§ Activity
Repeat the stretch of entries below from the line with "persisted between runs." through the line with "if let Ok(path)". Include both ends and add nothing.

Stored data
=======

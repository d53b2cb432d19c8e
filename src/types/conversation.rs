use std::fs::File;
use std::io::{BufReader, BufWriter};
use std::path::Path;

use serde::{Deserialize, Serialize};
use serde_json::{from_reader, to_writer_pretty};

use crate::error::{Error, Result};
use crate::types::{HistoryEntry, Turn};

/// Append-only, ordered history of turns in one session.
///
/// Insertion order is significant: it defines both the render order and
/// the history sent to the engine on subsequent requests. Turns are never
/// removed or mutated in place; the only destructive operation is a full
/// [`clear`](Conversation::clear) when the user resets the session.
///
/// The conversation has exactly one mutator, the session controller. The
/// renderer and classifier only ever read it.
#[derive(Debug, Clone, Default, PartialEq)]
pub struct Conversation {
    turns: Vec<Turn>,
}

impl Conversation {
    /// Creates an empty conversation.
    pub fn new() -> Self {
        Self { turns: Vec::new() }
    }

    /// Appends a turn to the end of the conversation.
    pub fn append(&mut self, turn: Turn) {
        self.turns.push(turn);
    }

    /// Returns all turns, oldest first, for rendering.
    pub fn all(&self) -> &[Turn] {
        &self.turns
    }

    /// Returns the role/content projection used to build request
    /// envelopes. Local metadata (durations) is stripped.
    pub fn snapshot_for_history(&self) -> Vec<HistoryEntry> {
        self.turns.iter().map(HistoryEntry::from).collect()
    }

    /// Returns the number of turns.
    pub fn len(&self) -> usize {
        self.turns.len()
    }

    /// Returns true if the conversation has no turns.
    pub fn is_empty(&self) -> bool {
        self.turns.is_empty()
    }

    /// Removes every turn. Used only for a user-requested session reset.
    pub fn clear(&mut self) {
        self.turns.clear();
    }

    /// Saves the conversation to a transcript file.
    pub fn save_to<P: AsRef<Path>>(&self, path: P) -> Result<()> {
        let transcript = TranscriptFile::new(&self.turns);
        let file = File::create(path.as_ref())
            .map_err(|err| Error::io("failed to create transcript file", err))?;
        let writer = BufWriter::new(file);
        to_writer_pretty(writer, &transcript).map_err(|err| {
            Error::serialization("failed to serialize transcript", Some(Box::new(err)))
        })
    }

    /// Loads a conversation from a transcript file, replacing the current
    /// turns.
    pub fn load_from<P: AsRef<Path>>(&mut self, path: P) -> Result<()> {
        let file = File::open(path.as_ref())
            .map_err(|err| Error::io("failed to open transcript file", err))?;
        let reader = BufReader::new(file);
        let transcript: TranscriptFile = from_reader(reader).map_err(|err| {
            Error::serialization("failed to parse transcript", Some(Box::new(err)))
        })?;
        self.turns = transcript.turns;
        Ok(())
    }
}

#[derive(Serialize, Deserialize)]
struct TranscriptFile {
    version: u8,
    turns: Vec<Turn>,
}

impl TranscriptFile {
    fn new(turns: &[Turn]) -> Self {
        Self {
            version: 1,
            turns: turns.to_vec(),
        }
    }
}
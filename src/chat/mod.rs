//! Chat application module for interactive conversations with the engine.
//!
//! This module provides a REPL chat interface built on top of the
//! omnimind client library. It supports:
//!
//! - Single-outstanding-exchange submission with live elapsed time
//! - Ctrl-C cancellation that restores the query for correction
//! - Document upload with analysis turns
//! - Slash commands for session control
//!
//! # Architecture
//!
//! The module is organized into several components:
//!
//! - [`config`]: CLI argument parsing, configuration, and persisted settings
//! - [`session`]: Core session management and engine interaction
//! - [`commands`]: Slash command parsing and handling

mod commands;
mod config;
mod session;

pub use commands::{ChatCommand, help_text, parse_command};
pub use config::{ChatArgs, ChatConfig, Settings};
pub use session::{
    CancelHandle, ChatSession, ExchangeOutcome, INTERRUPTED_NOTICE, SessionStats,
};
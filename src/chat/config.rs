//! Configuration types for the chat application.
//!
//! This module provides CLI argument parsing via `arrrg`, the resolved
//! session configuration, and the small settings file that persists the
//! engine URL between runs.

use std::env;
use std::fs::{File, create_dir_all};
use std::io::{BufReader, BufWriter};
use std::path::PathBuf;

use arrrg_derive::CommandLine;
use serde::{Deserialize, Serialize};

use crate::client::default_engine_url;
use crate::error::{Error, Result};

/// Command-line arguments for the omnimind-chat tool.
#[derive(CommandLine, Debug, Default, PartialEq, Eq)]
pub struct ChatArgs {
    /// Engine base URL, overriding the persisted setting.
    #[arrrg(optional, "Engine URL (default: http://localhost:8000)", "URL")]
    pub engine_url: Option<String>,

    /// Transcript auto-save path.
    #[arrrg(optional, "Persist the transcript to this file", "PATH")]
    pub transcript: Option<String>,

    /// Disable ANSI colors and styles.
    #[arrrg(flag, "Disable ANSI colors/styles")]
    pub no_color: bool,

    /// Skip the startup connectivity probe.
    #[arrrg(flag, "Skip the startup engine health probe")]
    pub no_health_check: bool,
}

/// Configuration for a chat session.
///
/// This struct holds the resolved configuration values after merging
/// command-line arguments, persisted settings, and defaults. Precedence
/// is flags, then the settings file, then built-in defaults.
#[derive(Debug, Clone, PartialEq)]
pub struct ChatConfig {
    /// Base URL of the engine.
    pub engine_url: String,

    /// Whether to use ANSI colors and styles in output.
    pub use_color: bool,

    /// Whether to probe the engine at startup.
    pub health_check: bool,

    /// Path to persist transcripts automatically after each assistant turn.
    pub transcript_path: Option<PathBuf>,
}

impl ChatConfig {
    /// Creates a new ChatConfig with default values.
    ///
    /// Defaults:
    /// - Engine URL: http://localhost:8000
    /// - Color: enabled
    /// - Health check: enabled
    pub fn new() -> Self {
        Self {
            engine_url: default_engine_url().to_string(),
            use_color: true,
            health_check: true,
            transcript_path: None,
        }
    }

    /// Sets the engine URL.
    pub fn with_engine_url(mut self, url: impl Into<String>) -> Self {
        self.engine_url = url.into();
        self
    }

    /// Disables ANSI color output.
    pub fn without_color(mut self) -> Self {
        self.use_color = false;
        self
    }

    /// Disables the startup health probe.
    pub fn without_health_check(mut self) -> Self {
        self.health_check = false;
        self
    }

    /// Sets the transcript auto-save path.
    pub fn with_transcript_path(mut self, path: Option<PathBuf>) -> Self {
        self.transcript_path = path;
        self
    }

    /// Resolves a config from args plus persisted settings.
    pub fn resolve(args: ChatArgs, settings: &Settings) -> Self {
        let engine_url = args
            .engine_url
            .or_else(|| settings.engine_url.clone())
            .unwrap_or_else(|| default_engine_url().to_string());
        ChatConfig {
            engine_url,
            use_color: !args.no_color,
            health_check: !args.no_health_check,
            transcript_path: args.transcript.map(PathBuf::from),
        }
    }
}

impl Default for ChatConfig {
    fn default() -> Self {
        Self::new()
    }
}

impl From<ChatArgs> for ChatConfig {
    fn from(args: ChatArgs) -> Self {
        Self::resolve(args, &Settings::default())
    }
}

/// Settings persisted between runs.
///
/// Stored as JSON at the path named by the OMNIMIND_SETTINGS environment
/// variable, or `~/.omnimind/settings.json` by default. Today this only
/// carries the engine URL the user last selected with `/engine`.
#[derive(Debug, Clone, Default, PartialEq, Serialize, Deserialize)]
pub struct Settings {
    /// Engine base URL the user last selected.
    #[serde(default, skip_serializing_if = "Option::is_none")]
    pub engine_url: Option<String>,
}

impl Settings {
    /// The settings file location for this process.
    pub fn path() -> Option<PathBuf> {
        if let Ok(path) = env::var("OMNIMIND_SETTINGS") {
            return Some(PathBuf::from(path));
        }
        env::var_os("HOME")
            .map(PathBuf::from)
            .map(|home| home.join(".omnimind").join("settings.json"))
    }

    /// Loads settings from disk. A missing or unreadable file yields the
    /// defaults; a corrupt file is an error the caller can report.
    pub fn load() -> Result<Self> {
        let Some(path) = Self::path() else {
            return Ok(Self::default());
        };
        let file = match File::open(&path) {
            Ok(file) => file,
            Err(_) => return Ok(Self::default()),
        };
        serde_json::from_reader(BufReader::new(file)).map_err(|e| {
            Error::serialization(
                format!("failed to parse settings at {}", path.display()),
                Some(Box::new(e)),
            )
        })
    }

    /// Saves settings to disk, creating the parent directory if needed.
    pub fn save(&self) -> Result<()> {
        let Some(path) = Self::path() else {
            return Ok(());
        };
        if let Some(parent) = path.parent() {
            create_dir_all(parent)
                .map_err(|e| Error::io("failed to create settings directory", e))?;
        }
        let file = File::create(&path).map_err(|e| Error::io("failed to create settings file", e))?;
        serde_json::to_writer_pretty(BufWriter::new(file), self)
            .map_err(|e| Error::serialization("failed to serialize settings", Some(Box::new(e))))
    }
}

=======

§ Response below
/// Settings persisted between runs.
///
/// Stored as JSON at the path named by the OMNIMIND_SETTINGS environment
/// variable, or `~/.omnimind/settings.json` by default. Today this only
/// carries the engine URL the user last selected with `/engine`.
#[derive(Debug, Clone, Default, PartialEq, Serialize, Deserialize)]
pub struct Settings {
    /// Engine base URL the user last selected.
    #[serde(default, skip_serializing_if = "Option::is_none")]
    pub engine_url: Option<String>,
}

impl Settings {
    /// The settings file location for this process.
    pub fn path() -> Option<PathBuf> {
        if let Ok(path) = env::var("OMNIMIND_SETTINGS") {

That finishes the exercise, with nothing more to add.